* INSTRUCTIONS TO FOLLOW *
Show every line below where "Comprehension" appears.

########################################

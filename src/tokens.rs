/// The lexical class of a token.
#[derive(Debug, Clone, Copy, PartialEq, Eq)]
pub enum TokenKind {
    /// An unquoted identifier or keyword not in the reserved-word table.
    Identifier,
    /// A double-quoted, backtick-quoted or (when enabled) bracket-quoted identifier.
    QuotedIdentifier,
    /// An unquoted word found in the reserved-word table.
    ReservedWord,
    /// A single-quoted string literal.
    StringLiteral,
    /// A comment running from a line-comment marker to the end of the line (marker included,
    /// terminating newline excluded).
    LineComment,
    /// A `/* ... */` comment, delimiters included. Not nested.
    BlockComment,
    /// A run of consecutive whitespace characters, newlines included.
    Whitespace,
    /// A single punctuation character.
    Operator,
    /// A PostgreSQL dollar-quoted body, `$tag$ ... $tag$`, both tags included.
    DollarQuoteBody,
    /// Anything else (numeric constants and other non-word content).
    Other,
}

/// A token produced by the lexer.
///
/// Offsets are character offsets into the source, end-exclusive. `text` is materialized only for
/// the short kinds the splitter needs to inspect (identifiers, reserved words, operators and
/// whitespace); bulk kinds (comments, literals, dollar-quoted bodies) stay offset-only so a
/// multi-megabyte comment is never copied.
#[derive(Debug, Clone, PartialEq)]
pub struct Token {
    pub kind: TokenKind,
    pub start: usize,
    pub end: usize,
    pub text: Option<String>,
}

impl Token {
    pub(crate) fn new(kind: TokenKind, start: usize, end: usize, text: Option<String>) -> Self {
        Token { kind, start, end, text }
    }

    /// The word content of an identifier or reserved-word token.
    pub fn word(&self) -> Option<&str> {
        match self.kind {
            TokenKind::Identifier | TokenKind::ReservedWord => self.text.as_deref(),
            _ => None,
        }
    }

    /// Whether the token is a line or block comment.
    pub fn is_comment(&self) -> bool {
        matches!(self.kind, TokenKind::LineComment | TokenKind::BlockComment)
    }

    /// Whether the token is an opaque literal: a delimiter occurring inside it never constitutes
    /// a statement boundary.
    pub fn is_literal(&self) -> bool {
        matches!(
            self.kind,
            TokenKind::StringLiteral | TokenKind::QuotedIdentifier | TokenKind::DollarQuoteBody
        )
    }

    pub fn is_whitespace(&self) -> bool {
        self.kind == TokenKind::Whitespace
    }
}

// Words the lexer classifies as `ReservedWord`. The dialect testers key off a handful of these
// (CREATE, OR, REPLACE, block kinds); the rest are the usual suspects so callers can tell
// keywords from object names. Must stay sorted: lookup is a binary search.
const RESERVED_WORDS: [&str; 44] = [
    "ALTER", "AND", "AS", "BEGIN", "BODY", "BY", "CASE", "CREATE", "DECLARE", "DELETE", "DROP",
    "ELSE", "END", "EXCEPTION", "FROM", "FUNCTION", "GO", "GRANT", "GROUP", "HAVING", "IF",
    "INSERT", "INTO", "IS", "JOIN", "LOOP", "MERGE", "NOT", "ON", "OR", "ORDER", "PACKAGE",
    "PROCEDURE", "REPLACE", "RETURNING", "REVOKE", "SELECT", "SET", "TABLE", "TRIGGER", "TYPE",
    "UPDATE", "VALUES", "WHERE",
];

/// Whether `word` is in the reserved-word table (case-insensitive).
pub(crate) fn is_reserved_word(word: &str) -> bool {
    let upper = word.to_ascii_uppercase();
    RESERVED_WORDS.binary_search(&upper.as_str()).is_ok()
}
use std::mem;

use crate::{
    ast::{BinOp, BoolOp, CmpOp, Comprehension, Expr, Expression, Keyword, Token, UnaryOp},
    lexer::{LexError, Lexer, Position},
    value::Value,
};

/// Nesting of brackets and prefix operators accepted when no explicit limit
/// is given. Each level costs a couple of dozen parser frames.
pub const DEFAULT_MAX_DEPTH: usize = 50;

/// Height of the syntax tree accepted when no explicit limit is given.
/// Operator chains such as `1 + 1 + 1` count one level per operator.
pub const DEFAULT_MAX_HEIGHT: usize = 200;

/// Errors raised while building the syntax tree.
#[derive(Debug, Clone, PartialEq, thiserror::Error)]
pub enum ParseError {
    #[error(transparent)]
    Lex(#[from] LexError),

    #[error("expected {expected}, found {found} at {position}")]
    UnexpectedToken {
        expected: String,
        found: String,
        position: Position,
    },

    #[error("invalid syntax at {position}: {message}")]
    InvalidSyntax { message: String, position: Position },

    #[error("expression nested more than {limit} levels deep at {position}")]
    TooDeep { limit: usize, position: Position },

    #[error("expression tree grows past {limit} levels at {position}")]
    TooComplex { limit: usize, position: Position },
}

pub struct Parser {
    lexer: Lexer,
    current_token: Token,
    current_position: Position,
    depth: usize,
    max_depth: usize,
    height: usize,
    max_height: usize,
}
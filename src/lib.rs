//! Safe evaluation of restricted Python-style expressions.
//!
//! An expression is parsed into a syntax tree and walked by an evaluator
//! that knows a fixed set of node kinds, operators and functions. Anything
//! outside that set fails with an error instead of running: there are no
//! variables, no attribute access, no assignments and no way to reach a
//! function that is not on the allow-list.
//!
//! ```
//! use safe_expr::{Value, safe_eval};
//!
//! assert_eq!(safe_eval("12 * 3 * 2").unwrap(), Value::Integer(72));
//! assert_eq!(safe_eval("sum([None, 1, 0, 2])").unwrap(), Value::Integer(3));
//! assert_eq!(safe_eval("round(1.234, 1)").unwrap(), Value::Float(1.2));
//! assert!(safe_eval("open('/etc/passwd')").is_err());
//! ```

pub mod ast;
pub mod callables;
#[cfg(feature = "cli")]
pub mod cli;
pub mod evaluator;
pub mod lexer;
pub mod limits;
pub mod operations;
pub mod output;
pub mod parser;
pub mod value;

pub use ast::{BinOp, BoolOp, CmpOp, Expr, Expression, Token, UnaryOp};
pub use callables::{Arity, Callable};
pub use evaluator::{EvalError, Evaluator};
pub use lexer::{LexError, Lexer, Position};
pub use limits::EvalLimits;
pub use output::{to_json, to_json_pretty};
pub use parser::{ParseError, Parser};
pub use value::Value;

use thiserror::Error;
use tracing::trace;

/// Failure of [`safe_eval`]: the text did not parse, or the parsed
/// expression could not be evaluated.
#[derive(Debug, Clone, PartialEq, Error)]
pub enum Error {
    #[error(transparent)]
    Parse(#[from] ParseError),

    #[error(transparent)]
    Eval(#[from] EvalError),
}

/// Parses and evaluates one expression with the default limits.
pub fn safe_eval(text: &str) -> Result<Value, Error> {
    safe_eval_with(text, &EvalLimits::default())
}

/// Parses and evaluates one expression under the given limits.
#[tracing::instrument(level = "debug", skip_all, fields(len = text.len()))]
pub fn safe_eval_with(text: &str, limits: &EvalLimits) -> Result<Value, Error> {
    let result = Parser::new(Lexer::new(text))
        .map(|parser| {
            parser
                .with_max_depth(limits.max_nesting)
                .with_max_height(limits.max_eval_depth)
        })
        .and_then(|mut parser| parser.parse())
        .map_err(Error::from)
        .and_then(|expression| {
            Evaluator::with_limits(*limits)
                .eval_expression(&expression)
                .map_err(Error::from)
        });

    if let Err(e) = &result {
        trace!(error = %e, "evaluation failed");
    }
    result
}
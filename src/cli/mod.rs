//! CLI support for safe-expr
//!
//! The `safe-expr` binary is a thin shell over these functions, so other
//! tools can embed the same commands without going through a process.

mod check;
mod eval;
mod functions;

pub use check::{CheckOptions, CheckResult, execute_check};
pub use eval::{EvalOptions, OutputFormat, execute_eval};
pub use functions::get_functions_overview;

use std::io;

use thiserror::Error;

/// Errors that can occur during CLI operations
#[derive(Debug, Error)]
pub enum CliError {
    #[error("Parse error: {0}")]
    Parse(#[from] crate::ParseError),

    #[error("Evaluation error: {0}")]
    Eval(#[from] crate::EvalError),

    #[error("IO error: {0}")]
    Io(#[from] io::Error),

    /// Neither an argument nor piped stdin supplied an expression
    #[error("No expression provided. Pass one as an argument or pipe lines to stdin.")]
    NoInput,
}

impl From<crate::Error> for CliError {
    fn from(e: crate::Error) -> Self {
        match e {
            crate::Error::Parse(e) => CliError::Parse(e),
            crate::Error::Eval(e) => CliError::Eval(e),
        }
    }
}
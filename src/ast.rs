//! # Syntax tree
//!
//! This module defines the tree the parser produces and the evaluator walks.
//!
//! ## Organization
//!
//! - **[tokens]** - Lexical tokens produced by the lexer
//! - **[expressions]** - Expression nodes and the [`Expression`] root wrapper
//! - **[operators]** - Unary, binary, boolean and comparison operator kinds
//!
//! ## Supported subset
//!
//! The tree covers the full expression grammar so that anything a user can
//! write has a node. Only a subset is ever evaluated:
//!
//! | Node       | Evaluated operators                                  |
//! |------------|------------------------------------------------------|
//! | `Constant` | n/a                                                  |
//! | `List`     | n/a                                                  |
//! | `UnaryOp`  | `not`                                                |
//! | `BinOp`    | `+ - * / ** & \| ^`                                  |
//! | `BoolOp`   | `and or`                                             |
//! | `Compare`  | `== != < <= > >= is` `is not` `in` `not in`          |
//! | `Call`     | bare function name, positional arguments only        |
//!
//! Everything else (names, attributes, subscripts, lambdas, `//`, `%`,
//! unary minus, ...) is rejected when evaluation reaches it.
//!
//! ## Example
//!
//! ```text
//! round(sum([1.25, None, 2]) * 2, 1) >= 6 and 'a' in ['a', 'b']
//! ```
pub mod expressions;
pub mod operators;
pub mod tokens;

pub use expressions::{Comprehension, Expr, Expression, Keyword};
pub use operators::{BinOp, BoolOp, CmpOp, UnaryOp};
pub use tokens::Token;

########################################

* SOLUTION TO THIS EXERCISE *
    ast::{BinOp, BoolOp, CmpOp, Comprehension, Expr, Expression, Keyword, Token, UnaryOp},
pub use expressions::{Comprehension, Expr, Expression, Keyword};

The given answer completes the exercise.